Friday, July 4, 2014

Balancing Zealousness with Concern for Others

On this day of unabashed patriotism, I want to share the following that has application to that topic, as well: 

There is a fine line between zealousness and fanaticism. I think charity is the delineator of the two - and, unfortunately, people do many things "out of love" that aren't at all charitable.

I look at the Golden Rule, and I can't help but wonder how (the collective) we would feel if our non-Mormon acquaintances acted toward us the way we sometimes act towards them - or if we learned that they talk about us the way we sometimes talk about them. I look at how some people interact with their "wayward" children and wonder how they would react if their parents weren't members and interacted that same way with them (their own "wayward children").

I believe in zealousness when it is manifested in a righteous manner, but I also have to be able to look at my own actions (and the actions of others as examples) and see the difference between righteous zealousness and something else. For example, I am concerned whenever I hear or read anything like the following - which I read in a comment a couple of years ago:

(In order to be zealous,) we have to stop worrying about “the other guy” and worry about how God views us.

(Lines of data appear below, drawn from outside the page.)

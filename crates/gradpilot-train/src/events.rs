//! Training events and where they go.

use std::fs::{self, File, OpenOptions};
use std::io::{BufWriter, Write};
use std::path::Path;

use serde::{Deserialize, Serialize};

use crate::error::Result;

#[derive(Debug, Clone, PartialEq, Serialize, Deserialize)]
#[serde(tag = "event", rename_all = "snake_case")]
pub enum TrainingEvent {
    Iteration {
        iteration: usize,
        level: usize,
        horizon: usize,
        loss: f64,
        tracking_loss: f64,
        grad_norm: f64,
    },
    Diverged {
        iteration: usize,
        level: usize,
        step: usize,
    },
    LevelChanged {
        iteration: usize,
        from: usize,
        to: usize,
    },
    Stagnation {
        iteration: usize,
        level: usize,
        iterations_at_level: usize,
    },
    Evaluation {
        iteration: usize,
        level: usize,
        n_episodes: usize,
        n_failed: usize,
        mean_position_rmse: f64,
        mean_steps_survived: f64,
        best: bool,
    },
    Finished {
        iterations: usize,
        level: usize,
        completed: bool,
        diverged_iterations: usize,
    },
}

/// Receives training events.
pub trait EventSink {
    fn emit(&mut self, event: &TrainingEvent) -> Result<()>;

    fn flush(&mut self) -> Result<()> {
        Ok(())
    }
}

/// Discards everything.
#[derive(Debug, Default, Clone, Copy)]
pub struct NoopSink;

impl EventSink for NoopSink {
    fn emit(&mut self, _event: &TrainingEvent) -> Result<()> {
        Ok(())
    }
}

/// Keeps events in memory.
#[derive(Debug, Default, Clone)]
pub struct MemorySink {
    pub events: Vec<TrainingEvent>,
}

impl EventSink for MemorySink {
    fn emit(&mut self, event: &TrainingEvent) -> Result<()> {
        self.events.push(event.clone());
        Ok(())
    }
}

/// Human-readable progress on stdout; stagnation on stderr.
#[derive(Debug, Clone, Copy)]
pub struct ConsoleSink {
    /// Print progress every N iterations.
    pub print_every: usize,
}

impl Default for ConsoleSink {
    fn default() -> Self {
        Self { print_every: 10 }
    }
}

impl EventSink for ConsoleSink {
    fn emit(&mut self, event: &TrainingEvent) -> Result<()> {
        match event {
            TrainingEvent::Iteration {
                iteration,
                level,
                horizon,
                loss,
                tracking_loss,
                grad_norm,
            } => {
                if self.print_every > 0 && iteration % self.print_every == 0 {
                    println!(
                        "Iteration {iteration}: level {level} (H={horizon}) loss = {loss:.6e} \
                         tracking = {tracking_loss:.6e} |g| = {grad_norm:.3e}"
                    );
                }
            }
            TrainingEvent::Diverged { iteration, level, step } => {
                if self.print_every > 0 && iteration % self.print_every == 0 {
                    println!("Iteration {iteration}: level {level} diverged at step {step}");
                }
            }
            TrainingEvent::LevelChanged { iteration, from, to } => {
                println!("Iteration {iteration}: level {from} -> {to}");
            }
            TrainingEvent::Stagnation {
                iteration,
                level,
                iterations_at_level,
            } => {
                eprintln!(
                    "warning: iteration {iteration}: no progress at level {level} \
                     for {iterations_at_level} iterations"
                );
            }
            TrainingEvent::Evaluation {
                iteration,
                n_episodes,
                n_failed,
                mean_position_rmse,
                best,
                ..
            } => {
                println!(
                    "Iteration {iteration}: eval rmse = {mean_position_rmse:.4} \
                     failed {n_failed}/{n_episodes}{}",
                    if *best { " (best)" } else { "" }
                );
            }
            TrainingEvent::Finished {
                iterations,
                level,
                completed,
                diverged_iterations,
            } => {
                println!(
                    "Finished after {iterations} iterations at level {level} \
                     (curriculum complete: {completed}, diverged iterations: {diverged_iterations})"
                );
            }
        }
        Ok(())
    }
}

/// Appends one JSON object per event (NDJSON).
pub struct JsonlSink {
    writer: BufWriter<File>,
}

impl JsonlSink {
    /// Open `path` for appending, creating parent directories.
    pub fn create(path: impl AsRef<Path>) -> Result<Self> {
        let path = path.as_ref();
        if let Some(dir) = path.parent().filter(|d| !d.as_os_str().is_empty()) {
            fs::create_dir_all(dir)?;
        }
        let file = OpenOptions::new().create(true).append(true).open(path)?;
        Ok(Self {
            writer: BufWriter::new(file),
        })
    }
}

impl EventSink for JsonlSink {
    fn emit(&mut self, event: &TrainingEvent) -> Result<()> {
        serde_json::to_writer(&mut self.writer, event)?;
        self.writer.write_all(b"\n")?;
        if matches!(event, TrainingEvent::Finished { .. }) {
            self.writer.flush()?;
        }
        Ok(())
    }

    fn flush(&mut self) -> Result<()> {
        self.writer.flush()?;
        Ok(())
    }
}

/// Forwards every event to each inner sink.
#[derive(Default)]
pub struct FanoutSink {
    sinks: Vec<Box<dyn EventSink>>,
}

impl FanoutSink {
    pub fn new() -> Self {
        Self::default()
    }

    pub fn with(mut self, sink: impl EventSink + 'static) -> Self {
        self.sinks.push(Box::new(sink));
        self
    }

    pub fn push(&mut self, sink: Box<dyn EventSink>) {
        self.sinks.push(sink);
    }

    pub fn len(&self) -> usize {
        self.sinks.len()
    }

    pub fn is_empty(&self) -> bool {
        self.sinks.is_empty()
    }
}

impl EventSink for FanoutSink {
    fn emit(&mut self, event: &TrainingEvent) -> Result<()> {
        for sink in &mut self.sinks {
            sink.emit(event)?;
        }
        Ok(())
    }

    fn flush(&mut self) -> Result<()> {
        for sink in &mut self.sinks {
            sink.flush()?;
        }
        Ok(())
    }
}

Frankly, I think we have to be concerned about the other guy AND about how God sees us, specifically because if there is one lesson in all of our scriptures I believe it is that "concern for the other" is absolutely central to the Gospel and mission of Jesus Christ. I agree completely that concern for how others see us can't get in the way of doing the right thing, but I also believe that "doing the right thing" without regard for "the other guy" often (and I mean very often) leads to doing the wrong thing in the name of righteousness. I don't need to use extreme examples of that principle; regular, daily examples are all around us.

I believe that being righteously zealous is not a simple thing that can be measured by a universal checklist. I need to be concerned with my own zealousness and whether my own zealousness is acceptable to God - and, for me, that absolutely must include a deep, central, strong element of how my actions in the name of God impact "the other guy" - since charity is the heart of my own measure of my own righteous zealousness.

One example to illustrate my point:

I love and admire Captain Moroni, but he was wrong - 100% dead wrong - in his chastisement of Pahoran during the war he was fighting. He didn't write that letter out of righteous zealousness; he wrote it out of frustration over seeing his soldiers die unnecessarily. (Those are his own words, not my assumption.)  He wrote it in anger - and the condemnation in it of Pahoran was unfounded. Captain Moroni was described by Mormon in the abridgment as a "perfect man", but he erred in that instance when he wrote that letter (which does not contradict Mormon's assessment of him). The letter was not charitable; it was not accurate; it was not in line with the standard articulated in D&C 121; it was not sensitive to the plight of a friend, supporter and fully righteous man; it was not a righteous judgment; it was not an example of "being moved upon by the Holy Ghost"; it was not an example of righteous zealousness.

Again, I admire Captain Moroni deeply, but I admire Pahoran even more deeply in that example - since he easily could have reacted very differently. It was Pahoran, not Captain Moroni, in that situation who "saved the day" - and he did it explicitly by remembering, in a time of great stress and distress, to "think of the other guy" and not return threat for threat. He did it by remembering the pure heart behind the mistaken accusations and not holding Moroni's mistake against him. He did it by loving the man even though the man's words must have cut him deeply. He did it by not being zealous in the traditional, stereotypical manner but by being zealous in love and meekness.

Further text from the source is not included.